Home » Posts in English » Books on France 2013 Reading Challenge

Books on France 2013 Reading Challenge

I always like to go travelling through books. I even made a special page to browse the books I have read by the country they are set in. And this year, Words and Peace is giving us the chance to explore France through books. We can read any book related to France in any book format. It also can be merged with other challenges. And the best part is, there will be a giveaway at the end of the year for those who finished their challenge!

books-on-france3

Here are the books I’m gonna read for this challenge, taking level 2, “beaucoup” which required 6 books.

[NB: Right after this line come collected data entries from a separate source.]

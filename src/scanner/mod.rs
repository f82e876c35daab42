//! Scanner module for directory traversal and file hashing.
//!
//! This module provides functionality for:
//! - Sequential directory walking with subtree pruning
//! - Streaming content digests (BLAKE3 or SHA-256)
//!
//! # Architecture
//!
//! The scanner is divided into submodules:
//! - [`walker`]: Directory traversal and file discovery
//! - [`hasher`]: Streaming file hashing
//!
//! # Example
//!
//! ```no_run
//! use dupescan::config::ExcludeSet;
//! use dupescan::duplicates::BucketIndex;
//! use dupescan::scanner::{RunStats, Walker};
//! use std::path::Path;
//!
//! let sizes = BucketIndex::new();
//! let stats = RunStats::new();
//! let walker = Walker::new(Path::new("."), ExcludeSet::defaults());
//! walker.walk_into(&sizes, &stats).unwrap();
//! println!("{} files scanned", stats.files_scanned());
//! ```

pub mod hasher;
pub mod walker;

use std::io;
use std::path::{Path, PathBuf};
use std::sync::atomic::{AtomicU64, Ordering};
use std::time::{Duration, Instant};

pub use hasher::{HashAlgorithm, Hasher};
pub use walker::Walker;

/// A regular file accepted by the walker.
#[derive(Debug, Clone, PartialEq, Eq)]
pub struct FileRecord {
    /// Path to the file, as discovered under the scan root
    pub path: PathBuf,
    /// File size in bytes, read once at walk time
    pub size: u64,
}

impl FileRecord {
    /// Create a new FileRecord.
    #[must_use]
    pub fn new(path: PathBuf, size: u64) -> Self {
        Self { path, size }
    }
}

/// Counters accumulated by the walker.
///
/// Only ever incremented; read once when the summary is built.
#[derive(Debug)]
pub struct RunStats {
    files_scanned: AtomicU64,
    total_bytes: AtomicU64,
    started: Instant,
}

impl Default for RunStats {
    fn default() -> Self {
        Self::new()
    }
}

impl RunStats {
    /// Start a new set of counters; the clock starts now.
    #[must_use]
    pub fn new() -> Self {
        Self {
            files_scanned: AtomicU64::new(0),
            total_bytes: AtomicU64::new(0),
            started: Instant::now(),
        }
    }

    /// Count one accepted file of `size` bytes.
    pub fn record(&self, size: u64) {
        self.files_scanned.fetch_add(1, Ordering::Relaxed);
        self.total_bytes.fetch_add(size, Ordering::Relaxed);
    }

    /// Number of files accepted by the walker.
    #[must_use]
    pub fn files_scanned(&self) -> u64 {
        self.files_scanned.load(Ordering::Relaxed)
    }

    /// Sum of the sizes of all accepted files.
    #[must_use]
    pub fn total_bytes(&self) -> u64 {
        self.total_bytes.load(Ordering::Relaxed)
    }

    /// Wall-clock time since the counters were created.
    #[must_use]
    pub fn elapsed(&self) -> Duration {
        self.started.elapsed()
    }
}

/// Errors that can occur during directory scanning.
#[derive(thiserror::Error, Debug)]
pub enum ScanError {
    /// Permission was denied when accessing a file or directory.
    #[error("Permission denied: {0}")]
    PermissionDenied(PathBuf),

    /// The specified path was not found.
    #[error("Path not found: {0}")]
    NotFound(PathBuf),

    /// An I/O error occurred while accessing a file.
    #[error("I/O error for {path}: {source}")]
    Io {
        /// Path where the error occurred
        path: PathBuf,
        /// The underlying I/O error
        #[source]
        source: io::Error,
    },
}

impl ScanError {
    /// Classify an I/O error raised while visiting `path`.
    #[must_use]
    pub fn from_io(path: &Path, source: io::Error) -> Self {
        match source.kind() {
            io::ErrorKind::NotFound => Self::NotFound(path.to_path_buf()),
            io::ErrorKind::PermissionDenied => Self::PermissionDenied(path.to_path_buf()),
            _ => Self::Io {
                path: path.to_path_buf(),
                source,
            },
        }
    }
}

/// Errors that can occur during file hashing.
#[derive(thiserror::Error, Debug)]
pub enum HashError {
    /// The specified file was not found.
    #[error("File not found: {0}")]
    NotFound(PathBuf),

    /// Permission was denied when reading the file.
    #[error("Permission denied: {0}")]
    PermissionDenied(PathBuf),

    /// An I/O error occurred while reading the file.
    #[error("I/O error for {path}: {source}")]
    Io {
        /// Path where the error occurred
        path: PathBuf,
        /// The underlying I/O error
        #[source]
        source: io::Error,
    },
}

impl HashError {
    /// Classify an I/O error raised while reading `path`.
    #[must_use]
    pub fn from_io(path: &Path, source: io::Error) -> Self {
        match source.kind() {
            io::ErrorKind::NotFound => Self::NotFound(path.to_path_buf()),
            io::ErrorKind::PermissionDenied => Self::PermissionDenied(path.to_path_buf()),
            _ => Self::Io {
                path: path.to_path_buf(),
                source,
            },
        }
    }
}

  1. Therese Raquin by Émile Zola –> I have read this on January, here is the review.
  2. The Invention of Hugo Cabret by Brian Selznick –> read this one on early February, here is the review.
  3. The Three Musketeers by Alexandre Dumas –> my review
  4. Germinal by Émile Zola –> plan to read this on April for Fanda Classiclit’s Zoladdiction event.
  5. Les Misérables by Victor Hugo –> a re-read of my all-time favorite. Last year I failed to read this book using e-book, and this year I’m going to try it again using a printed copy.
  6. A short stories collection by Guy de Maupassant –> this is a short stories collection translated into my native language, Bahasa Indonesia. But as I always do for classics reviews, I’m going to write the review bilingually and provide the original title for each short story.

Interested in joining? Visit the master post of Books on France 2013 reading challenge here.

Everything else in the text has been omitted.